The Kings and Queens of Chess

Project Type
  • Documentary
  • Film
Release Date 2024
Produced by:

Fort Greene Filmworks

Production Team:

Directors, Writers, Producers: Shareen Anderson & Sevan Naccashian
Director Of Photography: Shareen Anderson
Executive Producer: Levon Baghdassarian

Armenia, a tiny landlocked country nestled in the sub-Caucasus, has a long history with the game of chess, going as far back as the early Middle Ages. When Armenia became a Soviet republic, chess was institutionalized with the founding of the Armenian Chess Federation in 1927, creating a platform for tournaments and rankings. But it was in the 1960s, when Soviet Armenian grandmaster Tigran Petrossian became the World Chess Champion, that chess became a national obsession and grew to become the country’s most popular mind sport. To date, Armenia has produced more grandmasters per capita than any other nation.

In an age where games on PlayStations and iPhones are ubiquitous, it is refreshing to walk the streets of Armenia’s cities and villages and see people of all ages playing chess. Chess, called “shakhmat” in Armenia, is more than a game; it’s a cultural tradition. In fact, World Champion Garry Kasparov compared the popularity of chess in Armenia with the popularity of football in Latin America.

Unlike games where luck is involved, such as the role of the dice in backgammon or the luck of the draw in a card game, chess is a game based purely on one’s mental abilities. Benjamin Franklin wrote of chess: “The game of chess is not merely an idle amusement; several very valuable qualities of the mind are to be acquired and strengthened by it, so as to become habits ready on all occasions, for life is a kind of chess.” The fact that chess helps people navigate life’s challenges is something Armenia has recognized. In 2002, under the initiative of grandmaster Smbat Lputian, the Chess Academy of Armenia opened its doors to become one of the leading chess-teaching institutions in the world. And most recently, Armenia became the first and only country in the world to make chess a compulsory part of school curriculum, thanks to a $3 million initiative passed in 2011. Chess is now mandatory in the third and fourth grades – students play chess two hours a week every week for two years. Part of the program’s goal is to improve children’s logic and reasoning skills and to build character. But it also aims to produce chess champions.

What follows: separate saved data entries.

//! Table handles connected to a site
//!
//! Table classes refer to prefixless table names (`posts`). Multisite
//! databases prefix them per site (`wp_3_posts`) and keep each site on its
//! own connection. Once a site is bound, the handle derives both its
//! effective name and its connection from that site's configuration.

use cmsroute_core::inflector::plugin_split;
use cmsroute_core::{ConnectionHandle, ConnectionPool, ModelKey, Result, SiteConfig, SiteSymbol};
use cmsroute_locator::{EntityClass, TableClass};
use std::fmt;
use std::sync::Arc;

/// Class name reported for tables built without a concrete class
pub const GENERIC_TABLE_CLASS: &str = "Table";

/// Class name reported for tables using the default entity
pub const GENERIC_ENTITY_CLASS: &str = "Entity";

/// Entity implementation a table hydrates rows into
#[derive(Debug, Clone, PartialEq, Eq, Default)]
pub enum EntityBinding {
    /// Generic entity
    #[default]
    Default,
    /// Concrete entity class found by the model locator
    Class {
        location: String,
        class: Arc<EntityClass>,
    },
}

impl EntityBinding {
    pub fn name(&self) -> &str {
        match self {
            EntityBinding::Default => GENERIC_ENTITY_CLASS,
            EntityBinding::Class { class, .. } => &class.name,
        }
    }

    pub fn location(&self) -> Option<&str> {
        match self {
            EntityBinding::Default => None,
            EntityBinding::Class { location, .. } => Some(location),
        }
    }
}

/// A table handle
pub struct Table {
    /// `Plugin.Alias` identifier the handle was requested under
    registry_alias: String,
    /// Registration key of the concrete class; `None` for a generic table
    class_key: Option<ModelKey>,
    class: Option<Arc<TableClass>>,
    base_table: String,
    default_connection: String,
    /// Site that requested this handle, if any
    requested_by: Option<SiteSymbol>,
    entity: EntityBinding,
    connected_site: Option<Arc<SiteConfig>>,
    connections: Arc<dyn ConnectionPool>,
}

impl Table {
    /// Handle backed by a concrete table class
    pub fn from_class(
        registry_alias: impl Into<String>,
        key: ModelKey,
        class: Arc<TableClass>,
        connections: Arc<dyn ConnectionPool>,
    ) -> Self {
        Self {
            registry_alias: registry_alias.into(),
            base_table: class.base_table(),
            default_connection: class.default_connection().to_string(),
            class_key: Some(key),
            class: Some(class),
            requested_by: None,
            entity: EntityBinding::Default,
            connected_site: None,
            connections,
        }
    }

    /// Handle with no concrete class; the table name is inferred from the alias
    pub fn generic(
        registry_alias: impl Into<String>,
        base_table: impl Into<String>,
        connections: Arc<dyn ConnectionPool>,
    ) -> Self {
        Self {
            registry_alias: registry_alias.into(),
            class_key: None,
            class: None,
            base_table: base_table.into(),
            default_connection: cmsroute_locator::DEFAULT_CONNECTION.to_string(),
            requested_by: None,
            entity: EntityBinding::Default,
            connected_site: None,
            connections,
        }
    }

    pub(crate) fn set_default_connection(&mut self, connection: impl Into<String>) {
        self.default_connection = connection.into();
    }

    pub(crate) fn set_requested_by(&mut self, symbol: Option<SiteSymbol>) {
        self.requested_by = symbol;
    }

    pub fn registry_alias(&self) -> &str {
        &self.registry_alias
    }

    /// Plugin part of the registry alias
    pub fn plugin(&self) -> Option<&str> {
        plugin_split(&self.registry_alias).0
    }

    /// Local part of the registry alias (`Posts`)
    pub fn alias(&self) -> &str {
        plugin_split(&self.registry_alias).1
    }

    /// Database table name without any site prefix
    pub fn base_table(&self) -> &str {
        &self.base_table
    }

    pub fn is_generic(&self) -> bool {
        self.class.is_none()
    }

    pub fn class(&self) -> Option<&Arc<TableClass>> {
        self.class.as_ref()
    }

    /// Name of the implementing class, e.g. `WordpressConnector.Model.Table.v6.PostsTable`
    pub fn class_name(&self) -> String {
        self.class_key
            .as_ref()
            .map_or_else(|| GENERIC_TABLE_CLASS.to_string(), ToString::to_string)
    }

    pub fn default_connection(&self) -> &str {
        &self.default_connection
    }

    pub fn requested_by(&self) -> Option<&SiteSymbol> {
        self.requested_by.as_ref()
    }

    pub fn entity_class(&self) -> &EntityBinding {
        &self.entity
    }

    pub fn set_entity_class(&mut self, location: impl Into<String>, class: Arc<EntityClass>) {
        self.entity = EntityBinding::Class {
            location: location.into(),
            class,
        };
    }

    /// Site this table is connected to
    pub fn connected_site(&self) -> Option<&SiteConfig> {
        self.connected_site.as_deref()
    }

    /// Connect the table to a site; a later call replaces the earlier site
    pub fn bind_site(&mut self, site: Arc<SiteConfig>) {
        self.connected_site = Some(site);
    }

    /// Table name with the connected site's prefix prepended
    pub fn effective_name(&self) -> String {
        match &self.connected_site {
            Some(site) => format!("{}{}", site.table_prefix(), self.base_table),
            None => self.base_table.clone(),
        }
    }

    /// Connection of the connected site, or the table's default connection
    ///
    /// # Errors
    /// - `ConnectionError::MissingDatasource` if the pool doesn't know the datasource
    pub fn effective_connection(&self) -> Result<ConnectionHandle> {
        match &self.connected_site {
            Some(site) => self.connections.get_connection(site.datasource()),
            None => self.connections.get_connection(&self.default_connection),
        }
    }
}

impl fmt::Debug for Table {
    fn fmt(&self, f: &mut fmt::Formatter<'_>) -> fmt::Result {
        f.debug_struct("Table")
            .field("registry_alias", &self.registry_alias)
            .field("class", &self.class_name())
            .field("base_table", &self.base_table)
            .field("default_connection", &self.default_connection)
            .field("requested_by", &self.requested_by)
            .field("entity", &self.entity.name())
            .field(
                "connected_site",
                &self.connected_site.as_ref().map(|site| site.symbol()),
            )
            .finish_non_exhaustive()
    }
}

Our documentary film will explore Armenia’s passion and enthusiasm for the game, weaving interviews with chess historians and grandmasters together with archival and verité footage. We will also tell the stories of a handful of Armenian children, who are on track to become champions, following them as they navigate the challenging world of tournaments and pin their hopes and dreams on being good enough to compete at the annual World Youth Chess Championship. In a country where poverty is rife, how do their parents manage to raise the funds needed to travel to national and international competitions? What drives them to compete? What does the future promise for a grandmaster in Armenia? We will also get to know the current World Youth Chess Champion, thirteen-year-old Aram Hakopyan, who will travel to this year’s World Youth Chess Championship in South Africa to defend his title.

Finally, we will ask the question – are chess players really the smartest people in the world?